By Ramneet Singh
WOODLAND, CA – Judge David Reed here in Yolo County Superior Court last Friday presided over a case with charges from 2004—he determined that further proceedings were necessary to understand the arguments.
From the court records, the prosecution had charged Doni Hodge with threatening to commit a crime as both a felony and a misdemeanor. There was also a misdemeanor violation of a protective order. These charges occurred in early November of 2004.
Deputy Public Defender Richard Van Zandt represented Hodge while Deputy District Attorney Deanna Hays prosecuted.
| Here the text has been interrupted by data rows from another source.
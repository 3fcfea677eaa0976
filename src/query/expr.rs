//! Query expression AST
//!
//! Expressions arrive as JSON values: an integer names a tag (zero for the
//! whole index), a string names a word (with a trailing `*` for a prefix
//! scan), and an array is an operator applied to sub-expressions, e.g.
//!
//! ```json
//! ["difference", ["intersection", 7, "cats"], 9]
//! ```
//!
//! Parsing validates shape and arity only; names resolve later, against the
//! index, at compile time.

use serde_json::Value;

use crate::error::{Result, TagdexError};
use crate::index::TagId;

/// A parsed slice-query expression
#[derive(Clone, Debug, PartialEq, Eq)]
pub enum Expr {
    /// A tag's topics; tag zero means every topic
    Tag(TagId),
    /// An exact word's topics
    Word(String),
    /// Every word starting with the prefix
    Prefix(String),
    Union(Vec<Expr>),
    Intersection(Vec<Expr>),
    Difference(Box<Expr>, Box<Expr>),
}

impl Expr {
    /// Parse a JSON value into an expression tree
    pub fn parse(value: &Value) -> Result<Expr> {
        match value {
            Value::Number(n) => {
                let id = n
                    .as_u64()
                    .and_then(|id| TagId::try_from(id).ok())
                    .ok_or(TagdexError::UnknownExpression)?;
                Ok(Expr::Tag(id))
            }
            Value::String(s) => match s.strip_suffix('*') {
                Some(prefix) => Ok(Expr::Prefix(prefix.to_string())),
                None => Ok(Expr::Word(s.clone())),
            },
            Value::Array(items) => Self::parse_operator(items),
            _ => Err(TagdexError::UnknownExpression),
        }
    }

    fn parse_operator(items: &[Value]) -> Result<Expr> {
        let op = items
            .first()
            .and_then(Value::as_str)
            .ok_or(TagdexError::UnknownExpression)?;
        let operands = &items[1..];

        match op {
            "difference" => {
                if operands.len() != 2 {
                    return Err(TagdexError::UnknownExpression);
                }
                Ok(Expr::Difference(
                    Box::new(Self::parse(&operands[0])?),
                    Box::new(Self::parse(&operands[1])?),
                ))
            }
            "union" | "intersection" => match operands.len() {
                0 => Err(TagdexError::UnknownExpression),
                // A one-operand combinator is just its operand
                1 => Self::parse(&operands[0]),
                _ => {
                    let children = operands
                        .iter()
                        .map(Self::parse)
                        .collect::<Result<Vec<_>>>()?;
                    Ok(if op == "union" {
                        Expr::Union(children)
                    } else {
                        Expr::Intersection(children)
                    })
                }
            },
            _ => Err(TagdexError::UnknownExpression),
        }
    }
}
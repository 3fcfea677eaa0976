pub mod config;
pub mod engine;
pub mod error;
pub mod index;
pub mod query;
pub mod server;

pub use config::{IndexConfig, ServerConfig};
pub use engine::TopicIndex;
pub use error::{Result, TagdexError};
pub use query::{Expr, SliceOptions, SliceResponse};

/// Library version
pub const VERSION: &str = env!("CARGO_PKG_VERSION");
Reed stated Hodge had been “on probation and he was supposed to come and show proof of enrollment in domestic violence counseling and then stopped coming to court in January 2005.”
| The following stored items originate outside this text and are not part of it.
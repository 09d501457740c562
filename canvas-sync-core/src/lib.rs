#![doc = "canvas-sync-core: core synchronization logic for canvas-sync."]

//! This crate contains the hierarchy model, the recursive traversal and all
//! supporting pipeline pieces for mirroring a Canvas course hierarchy into a
//! local folder. CLI glue (argument parsing, config file loading, secret
//! injection) lives in the `canvas-sync` binary crate.
//!
//! # Usage
//! Construct a [`hierarchy::Synchronizer`] from [`config::SyncSettings`] and
//! run it against any [`contract::CanvasApi`] implementation, either the real
//! [`api::InstructureClient`] or the generated mock in tests.

pub mod api;
pub mod config;
pub mod contract;
pub mod error;
pub mod hierarchy;
pub mod ledger;
pub mod naming;
pub mod report;
pub mod shortcut;
pub mod tree;
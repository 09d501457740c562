use assert_cmd::Command;
use predicates::prelude::*;

#[test]
fn help_lists_the_sync_subcommand() {
    let mut cmd = Command::cargo_bin("canvas-sync").unwrap();
    cmd.arg("--help")
        .assert()
        .success()
        .stdout(predicate::str::contains("Synchronize"))
        .stdout(predicate::str::contains("sync"));
}

#[test]
fn sync_requires_a_config_argument() {
    let mut cmd = Command::cargo_bin("canvas-sync").unwrap();
    cmd.arg("sync").assert().failure();
}

#[test]
fn sync_with_missing_config_file_fails() {
    let mut cmd = Command::cargo_bin("canvas-sync").unwrap();
    cmd.args(["sync", "--config", "/definitely/not/here.yaml"])
        .assert()
        .failure();
}
//! Modules and sub-headers: the flat item listing, its indentation-based
//! regrouping and the per-type dispatch into typed child nodes.

use futures::future::BoxFuture;
use tracing::{info, warn};

use super::{external, file, page, SyncContext};
use crate::contract::{ModuleItem, ModuleItemType};
use crate::error::SyncError;
use crate::naming::corrected_name;
use crate::tree::{KindTag, NodeId, NodeKind, PageSource, Tree};

/// Split a module's flat item list into the items of the outer scope and
/// the sub-header groups.
///
/// The server returns module items as a flat list where nesting exists only
/// as an indent hint. A SubHeader item opens a new group that collects every
/// following item until the next SubHeader; items at the outermost indent
/// level, or seen before the first SubHeader, stay in the outer scope. Each
/// returned group starts with its SubHeader item.
pub(crate) fn reorganize(items: &[ModuleItem]) -> (Vec<ModuleItem>, Vec<Vec<ModuleItem>>) {
    if items.is_empty() {
        return (Vec::new(), Vec::new());
    }

    let outer_indent = items.iter().map(|item| item.indent).min().unwrap_or(0);
    let mut outer_scope = Vec::new();
    let mut sub_groups: Vec<Vec<ModuleItem>> = Vec::new();

    for item in items {
        if item.item_type == ModuleItemType::SubHeader {
            sub_groups.push(vec![item.clone()]);
        } else if item.indent == outer_indent || sub_groups.is_empty() {
            outer_scope.push(item.clone());
        } else if let Some(group) = sub_groups.last_mut() {
            group.push(item.clone());
        }
    }

    (outer_scope, sub_groups)
}

/// Two-phase sync of a module or sub-header: discover children from the
/// item listing, then recurse into each in listing order. Boxed because
/// sub-headers nest arbitrarily deep.
pub(super) fn sync_module<'a, 'b>(
    ctx: &'a mut SyncContext<'b>,
    tree: &'a mut Tree,
    id: NodeId,
) -> BoxFuture<'a, Result<(), SyncError>> {
    Box::pin(async move {
        info!(
            name = %tree.node(id).name,
            kind = tree.node(id).kind.label(),
            "Synchronizing module"
        );
        discover_items(ctx, tree, id).await?;

        let children = tree.node(id).children.clone();
        for child in children {
            match tree.node(child).kind.tag() {
                KindTag::SubHeader => sync_module(ctx, tree, child).await?,
                KindTag::File => file::sync_file(ctx, tree, child).await?,
                KindTag::Page => page::sync_page(ctx, tree, child).await?,
                KindTag::ExternalUrl => external::sync_external_url(ctx, tree, child)?,
                _ => {}
            }
        }
        Ok(())
    })
}

async fn discover_items(
    ctx: &mut SyncContext<'_>,
    tree: &mut Tree,
    id: NodeId,
) -> Result<(), SyncError> {
    if tree.node(id).discovered {
        return Ok(());
    }
    tree.node_mut(id).discovered = true;

    let items: Vec<ModuleItem> = match &tree.node(id).kind {
        NodeKind::Module => {
            let course_id = tree.course_id_of(id)?;
            let module_id = tree.node(id).id;
            match ctx.api.get_items_in_module(course_id, module_id).await {
                Ok(items) => items,
                Err(e) => {
                    warn!(module = %tree.node(id).name, error = %e, "Failed to list module items");
                    return Ok(());
                }
            }
        }
        // Sub-headers were seeded with their item slice at discovery time.
        NodeKind::SubHeader { items } => items.clone(),
        other => {
            return Err(SyncError::Structure(format!(
                "sync_module invoked on a {} node",
                other.label()
            )))
        }
    };

    let (outer_scope, sub_groups) = reorganize(&items);

    for item in outer_scope {
        match item.item_type {
            ModuleItemType::File if ctx.settings.modules.files => {
                add_file_item(ctx, tree, id, &item).await?
            }
            ModuleItemType::Page if ctx.settings.modules.html_pages => {
                add_page_item(ctx, tree, id, &item)?
            }
            ModuleItemType::ExternalUrl if ctx.settings.modules.external_urls => {
                add_url_item(ctx, tree, id, &item)?
            }
            _ => {}
        }
    }

    for (position, mut group) in sub_groups.into_iter().enumerate() {
        let header = group.remove(0);
        let name = format!("{} - {}", position + 1, corrected_name(&header.title));
        let node = tree.add_child(id, header.id, name, NodeKind::SubHeader { items: group }, true)?;
        ctx.register(tree, node)?;
    }
    Ok(())
}

/// A File item only references the file record; fetch the record for the
/// download URL and lock state. An unreadable record skips the item.
async fn add_file_item(
    ctx: &mut SyncContext<'_>,
    tree: &mut Tree,
    module: NodeId,
    item: &ModuleItem,
) -> Result<(), SyncError> {
    let Some(url) = item.url.as_deref() else {
        warn!(item = %item.title, "File item carries no record URL, skipping");
        return Ok(());
    };
    let info = match ctx.api.get_file_by_url(url).await {
        Ok(info) => info,
        Err(e) => {
            warn!(item = %item.title, error = %e, "Failed to fetch file record, skipping");
            return Ok(());
        }
    };
    file::add_file(ctx, tree, module, info, true)?;
    Ok(())
}

/// Pages are created from the lightweight item reference; the body is
/// fetched lazily at materialization time.
fn add_page_item(
    ctx: &mut SyncContext<'_>,
    tree: &mut Tree,
    module: NodeId,
    item: &ModuleItem,
) -> Result<(), SyncError> {
    let Some(url) = item.url.as_deref() else {
        warn!(item = %item.title, "Page item carries no record URL, skipping");
        return Ok(());
    };
    let name = corrected_name(&item.title);
    let node = tree.add_child(
        module,
        item.id,
        name,
        NodeKind::Page {
            source: PageSource::Unresolved {
                api_url: url.to_string(),
            },
        },
        false,
    )?;
    ctx.register(tree, node)?;
    Ok(())
}

fn add_url_item(
    ctx: &mut SyncContext<'_>,
    tree: &mut Tree,
    module: NodeId,
    item: &ModuleItem,
) -> Result<(), SyncError> {
    let Some(url) = item.external_url.clone() else {
        warn!(item = %item.title, "External URL item carries no target, skipping");
        return Ok(());
    };
    let name = corrected_name(&item.title);
    let node = tree.add_child(module, item.id, name, NodeKind::ExternalUrl { url }, false)?;
    ctx.register(tree, node)?;
    Ok(())
}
DDA Hays stated that Hodge had cases in Texas and Nevada, partly related to assault.
She said, “Honestly, if he would’ve been crime free, I wouldn’t have had a problem.”
Judge Reed noted that the accused owed jail time of 115 days with 25 days credit from a 2004 minute order. He also brought up a failure to appear and a surrender date scheduled for 2005, 17 years ago.
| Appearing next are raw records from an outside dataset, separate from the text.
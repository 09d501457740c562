//! # canvas-sync CLI Interface (Module)
//!
//! This module implements the full CLI interface for canvas-sync: command
//! parsing, argument validation and the async entrypoint used both by
//! `main` and by integration tests.
//!
//! All core business logic (the hierarchy model, traversal and pipelines)
//! lives in the `canvas-sync-core` crate. This module is strictly CLI glue.

use crate::load_config::load_config;
use anyhow::Result;
use canvas_sync_core::api::InstructureClient;
use canvas_sync_core::hierarchy::Synchronizer;
use canvas_sync_core::report::SyncStatus;
use clap::{Parser, Subcommand};
use std::path::PathBuf;

/// CLI for canvas-sync: mirror a Canvas course hierarchy into a local folder.
#[derive(Parser)]
#[clap(
    name = "canvas-sync",
    version,
    about = "Synchronize modules, assignments and files from a Canvas server to a local folder"
)]
pub struct Cli {
    #[clap(subcommand)]
    pub command: Commands,
}

#[derive(Subcommand)]
pub enum Commands {
    /// Synchronize all selected courses using the given config file
    Sync {
        /// Path to the YAML config file
        #[clap(long)]
        config: PathBuf,
    },
}

/// Extracted async CLI logic entrypoint for integration tests and main()
pub async fn run(cli: Cli) -> Result<()> {
    match cli.command {
        Commands::Sync { config } => {
            let loaded = load_config(config)?;
            loaded.settings.trace_loaded();
            tracing::info!(command = "sync", "Starting synchronization");

            let api = InstructureClient::new(loaded.api);
            let synchronizer = Synchronizer::new(loaded.settings);
            match synchronizer.sync(&api).await {
                Ok(report) => {
                    tracing::info!(
                        command = "sync",
                        courses = report.courses.len(),
                        downloaded = report.count(SyncStatus::Downloaded),
                        synced = report.count(SyncStatus::AlreadySynced),
                        failed = report.count(SyncStatus::Failed),
                        locked = report.count(SyncStatus::Locked),
                        "Synchronization complete"
                    );
                    Ok(())
                }
                Err(e) => {
                    tracing::error!(command = "sync", error = %e, "Synchronization failed");
                    Err(anyhow::Error::new(e))
                }
            }
        }
    }
}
In considering further action, Reed asked for a response from PD Van Zandt, who said his client “did 17 actual (days) back in 2004, he’d be entitled to at least 16 conduct credits, then he’d have 33 days on a misdemeanor time served.”
When the judge noted other cases, Van Zandt responded “that is completely irrelevant because we only have the Yolo County case in front of us.”
PD Van Zandt brought up changed probation laws and that “we’re going away from having cases go through the criminal justice system over and over.”
Van Zandt noted the protective order misdemeanor conviction, but Judge Reed brought up the misdemeanor threats. It was not clear if the felony was included in this.
Van Zandt queried, “Why hasn’t Yolo County done anything on this case for so long if he’s had a warrant and if he’s been in the system since?”
Judge Reed believed there needed to be formal documentation of his argument so the prosecution could reply and can bring up other details.